Oil shale opponents’ DC ‘fly-in’ seeks to expose never-ending ‘science project’

Opponents of oil shale development in western Colorado, Wyoming and Utah participated in a “fly-in” to Washington, D.C. this week to push for increased federal oversight of the still-unproven form of energy that would consume huge amounts of water and conventional power.

The group was made up of sportsmen, energy experts, farmers and former politicians. They met with members of Congress and Obama administration officials to push for tougher regulations as the Interior Department reviews Bush-era rules for leasing public lands and collecting royalties.

Shell in-situ oil shale research project in Colorado's Rio Blanco County (USGS photo).
On its way out of the White House in 2008, the Bush administration expanded leasing for oil shale research and development and set a sliding royalty rate. Conservation groups at the time argued such policies were premature given the fact that oil shale production has never been proven commercially viable in the United States and many questions remained unanswered.

“Oil shale research should be more than a science project regarding technology,” said fly-in participant Jim Spehar, a former Grand Junction mayor. “Someone needs to be figuring out how communities in northwest Colorado can handle up to six times their current population, as forecast in the most recent impacts analysis for local governments, and who’s going to pay the costs of dealing with that kind of growth.”

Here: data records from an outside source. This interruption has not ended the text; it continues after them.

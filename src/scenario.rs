//! JSON scenario loading.
//!
//! A scenario lists actors with their pose, timing, passive effects and
//! candidates. [`Scenario::spawn`] turns it into Brain-driven actors through
//! [`spawn_actor`](crate::engine::spawn_actor).
//!
//! ```json
//! {
//!   "name": "patrol",
//!   "camera_target": 0,
//!   "actors": [{
//!     "name": "walker",
//!     "position": [0.0, 1.0, 0.0],
//!     "frozen": { "y": false },
//!     "gravity": {},
//!     "moves": [
//!       { "type": "constant", "velocity": [1.0, 0.0, 0.0], "priority": 1 },
//!       { "type": "window", "velocity": [0.0, 0.0, 2.0], "priority": 5, "start": 1.0, "end": 2.0 }
//!     ],
//!     "turns": [{ "type": "face", "yaw": 90.0, "speed": 180.0, "priority": 1 }]
//!   }]
//! }
//! ```

use std::path::Path;

use bevy_ecs::prelude::*;
use glam::Vec3;
use log::info;
use serde::{Deserialize, Serialize};

use crate::components::actortransform::ActorTransform;
use crate::components::brain::FrozenAxes;
use crate::components::candidates::{MoveCandidates, TurnCandidates};
use crate::components::externalforces::ExternalForces;
use crate::components::gravity::Gravity;
use crate::components::providers::{ActiveWindow, ConstantMove, FaceYaw, WanderMove};
use crate::engine::{ActorSpec, spawn_actor};
use crate::errors::ScenarioError;
use crate::resources::camerarig::CameraRig;
use crate::resources::engineconfig::EngineConfig;
use crate::resources::timing::Timing;

const DEFAULT_WANDER_SEED: u64 = 0x5eed;

fn default_interval() -> f32 {
    1.0
}

fn default_enabled() -> bool {
    true
}

#[derive(Debug, Clone, Default, Serialize, Deserialize)]
pub struct Scenario {
    #[serde(default)]
    pub name: String,
    /// Index into `actors` of the actor the camera follows.
    #[serde(default)]
    pub camera_target: Option<usize>,
    pub actors: Vec<ActorDef>,
}

#[derive(Debug, Clone, Default, Serialize, Deserialize)]
pub struct ActorDef {
    #[serde(default)]
    pub name: String,
    #[serde(default)]
    pub position: Vec3,
    #[serde(default)]
    pub yaw: f32,
    /// `update`, `fixed_update` or `late_update`; the configured brain timing when absent.
    #[serde(default)]
    pub timing: Option<String>,
    #[serde(default)]
    pub frozen: FrozenAxes,
    #[serde(default)]
    pub gravity: Option<GravityDef>,
    #[serde(default)]
    pub forces: Option<ForcesDef>,
    #[serde(default)]
    pub moves: Vec<MoveDef>,
    #[serde(default)]
    pub turns: Vec<TurnDef>,
    #[serde(default)]
    pub ik: bool,
}

/// Gravity overrides; missing values come from [`EngineConfig`].
#[derive(Debug, Clone, Default, Serialize, Deserialize)]
pub struct GravityDef {
    #[serde(default)]
    pub acceleration: Option<f32>,
    #[serde(default)]
    pub ground_height: Option<f32>,
}

#[derive(Debug, Clone, Default, Serialize, Deserialize)]
pub struct ForcesDef {
    #[serde(default)]
    pub velocity: Vec3,
    #[serde(default)]
    pub friction: f32,
    #[serde(default)]
    pub max_speed: Option<f32>,
    #[serde(default)]
    pub forces: Vec<NamedForce>,
}

#[derive(Debug, Clone, Serialize, Deserialize)]
pub struct NamedForce {
    pub name: String,
    pub value: Vec3,
    #[serde(default = "default_enabled")]
    pub enabled: bool,
}

#[derive(Debug, Clone, Serialize, Deserialize)]
#[serde(tag = "type", rename_all = "snake_case")]
pub enum MoveDef {
    Constant {
        velocity: Vec3,
        priority: i32,
        #[serde(default)]
        label: Option<String>,
    },
    Window {
        velocity: Vec3,
        priority: i32,
        start: f32,
        end: f32,
        #[serde(default)]
        label: Option<String>,
    },
    Wander {
        speed: f32,
        priority: i32,
        #[serde(default = "default_interval")]
        interval: f32,
        #[serde(default)]
        seed: Option<u64>,
        #[serde(default)]
        label: Option<String>,
    },
}

#[derive(Debug, Clone, Serialize, Deserialize)]
#[serde(tag = "type", rename_all = "snake_case")]
pub enum TurnDef {
    Face {
        yaw: f32,
        speed: f32,
        priority: i32,
        #[serde(default)]
        label: Option<String>,
    },
    Window {
        yaw: f32,
        speed: f32,
        priority: i32,
        start: f32,
        end: f32,
        #[serde(default)]
        label: Option<String>,
    },
}

impl MoveDef {
    fn build(&self, seed: u64) -> MoveBuilt {
        match self {
            MoveDef::Constant {
                velocity,
                priority,
                label,
            } => {
                let mv = ConstantMove::new(*velocity, *priority);
                MoveBuilt::Constant(match label {
                    Some(label) => mv.with_label(label.clone()),
                    None => mv,
                })
            }
            MoveDef::Window {
                velocity,
                priority,
                start,
                end,
                label,
            } => {
                let mv = ConstantMove::new(*velocity, *priority)
                    .with_window(ActiveWindow::new(*start, *end))
                    .with_label(label.clone().unwrap_or_else(|| "window".to_string()));
                MoveBuilt::Constant(mv)
            }
            MoveDef::Wander {
                speed,
                priority,
                interval,
                seed: own_seed,
                label,
            } => {
                let mv = WanderMove::new(*speed, *priority, *interval, own_seed.unwrap_or(seed));
                MoveBuilt::Wander(match label {
                    Some(label) => mv.with_label(label.clone()),
                    None => mv,
                })
            }
        }
    }
}

enum MoveBuilt {
    Constant(ConstantMove),
    Wander(WanderMove),
}

impl TurnDef {
    fn build(&self) -> FaceYaw {
        match self {
            TurnDef::Face {
                yaw,
                speed,
                priority,
                label,
            } => {
                let turn = FaceYaw::new(*yaw, *speed, *priority);
                match label {
                    Some(label) => turn.with_label(label.clone()),
                    None => turn,
                }
            }
            TurnDef::Window {
                yaw,
                speed,
                priority,
                start,
                end,
                label,
            } => FaceYaw::new(*yaw, *speed, *priority)
                .with_window(ActiveWindow::new(*start, *end))
                .with_label(label.clone().unwrap_or_else(|| "window".to_string())),
        }
    }
}

impl ActorDef {
    fn resolve_timing(&self, fallback: Timing) -> Result<Timing, ScenarioError> {
        match &self.timing {
            None => Ok(fallback),
            Some(name) => Timing::from_name(name).ok_or_else(|| ScenarioError::UnknownTiming(name.clone())),
        }
    }

    fn to_spec(&self, timing: Timing, config: &EngineConfig, seed: u64) -> ActorSpec {
        let mut moves = MoveCandidates::new();
        for (offset, def) in self.moves.iter().enumerate() {
            match def.build(seed + offset as u64) {
                MoveBuilt::Constant(mv) => moves.push(Box::new(mv)),
                MoveBuilt::Wander(mv) => moves.push(Box::new(mv)),
            };
        }
        let mut turns = TurnCandidates::new();
        for def in &self.turns {
            turns.push(Box::new(def.build()));
        }

        let gravity = self.gravity.as_ref().map(|def| {
            Gravity::new(
                def.acceleration.unwrap_or(config.gravity),
                def.ground_height.unwrap_or(config.ground_height),
            )
        });
        let forces = self.forces.as_ref().map(|def| {
            let mut forces = ExternalForces::with_physics(def.friction, def.max_speed);
            forces.velocity = def.velocity;
            for force in &def.forces {
                forces.add_force_with_state(&force.name, force.value, force.enabled);
            }
            forces
        });

        ActorSpec {
            transform: ActorTransform::new(self.position, self.yaw),
            timing,
            frozen: self.frozen,
            moves,
            turns,
            gravity,
            forces,
            ik: self.ik,
        }
    }
}

impl Scenario {
    /// Spawn every actor. Timings are checked up front, so an invalid
    /// scenario spawns nothing.
    pub fn spawn(&self, world: &mut World) -> Result<Vec<Entity>, ScenarioError> {
        let config = world
            .get_resource::<EngineConfig>()
            .cloned()
            .unwrap_or_default();
        let timings = self
            .actors
            .iter()
            .map(|actor| actor.resolve_timing(config.brain_timing))
            .collect::<Result<Vec<_>, _>>()?;

        let mut spawned = Vec::with_capacity(self.actors.len());
        for (index, (def, timing)) in self.actors.iter().zip(timings).enumerate() {
            let seed = DEFAULT_WANDER_SEED + (index as u64) * 100;
            let actor = spawn_actor(world, def.to_spec(timing, &config, seed));
            spawned.push(actor);
        }

        if let Some(target) = self.camera_target.and_then(|index| spawned.get(index)) {
            world.insert_resource(CameraRig::following(*target));
        }
        info!(
            "scenario '{}': spawned {} actors",
            self.name,
            spawned.len()
        );
        Ok(spawned)
    }
}

pub fn parse_scenario(text: &str) -> Result<Scenario, ScenarioError> {
    Ok(serde_json::from_str(text)?)
}

pub fn load_scenario(path: impl AsRef<Path>) -> Result<Scenario, ScenarioError> {
    let text = std::fs::read_to_string(path.as_ref())?;
    let scenario = parse_scenario(&text)?;
    info!("loaded scenario '{}' from {:?}", scenario.name, path.as_ref());
    Ok(scenario)
}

Oil shale, not to be confused with shale oil, is most prevalent in the Green River Formation of northwestern Colorado, southwestern Wyoming and eastern Utah. Extracting it involves heating up rocks to pump out the organic kerogen and then converting it into commercial oil. Exxon spent millions in the late 1970s trying to ramp up commercial production on Colorado’s Western Slope, but the Colony Oil Shale Project went bust in 1982.

Shell Oil is widely believed to be the farthest along in terms of current work on its RD&D (Research, Development and Demonstration) leases, but even Shell officials admit commercial production is years, if not decades, away.

“We aim to advance the technology systematically to the point at which an application could be made to convert the 160-acre RD&D tracts to commercial leases,” the company’s website states. “A commercial decision would be middle of the next decade and possibly later depending on the sequence and outcome of research activities.”

Shell officials have confirmed that research at its Mahogany Project in Rio Blanco County shows it will take at least three barrels of water for every barrel of oil produced from oil shale. Critics say such research should be completed and the process proven commercially viable before the federal government sets royalty rates and leasing parameters.

But Shell official Dan Whitney, during a congressional oversight field hearing conducted by Colorado Republican Reps. Scott Tipton and Doug Lamborn in Grand Junction this summer, called the Obama administration review of Bush-era rules “a waste of taxpayer money” that is hindering oil shale development.

Shell has spent an estimated $200 million so far on its Mahogany Project without ever recouping any of that investment with commercial sales of oil. Asked about its “middle of the next decade” statement on its website, a spokeswoman had this to say:

“The exact timing and size of a commercial oil shale operation is dependent upon many factors, including the economic and regulatory environment, project economics and consultations with key stakeholders,” said Shell’s Kelly op de Weegh.

“We are deliberately taking a cautious approach to oil shale technology development. Our research to date has demonstrated that our In-Situ Conversion Process works technically on a small scale. What remains is to prove that it can work commercially.”

Members of Colorado’s conservation community who participated in this week’s fly-in say the state’s outdoor-recreation and tourism-based economy should not be sacrificed for the promise of jobs that still may be decades away.

“The outdoor industry sustains thousands of jobs that depend on outdoor recreation in Colorado and throughout the West,” said Suzanne O’Neill, executive director of the Colorado Wildlife Federation. “With all of the questions surrounding oil shale’s financial viability, it would be irresponsible to trade any of those jobs for promised, but never delivered, employment from oil shale.”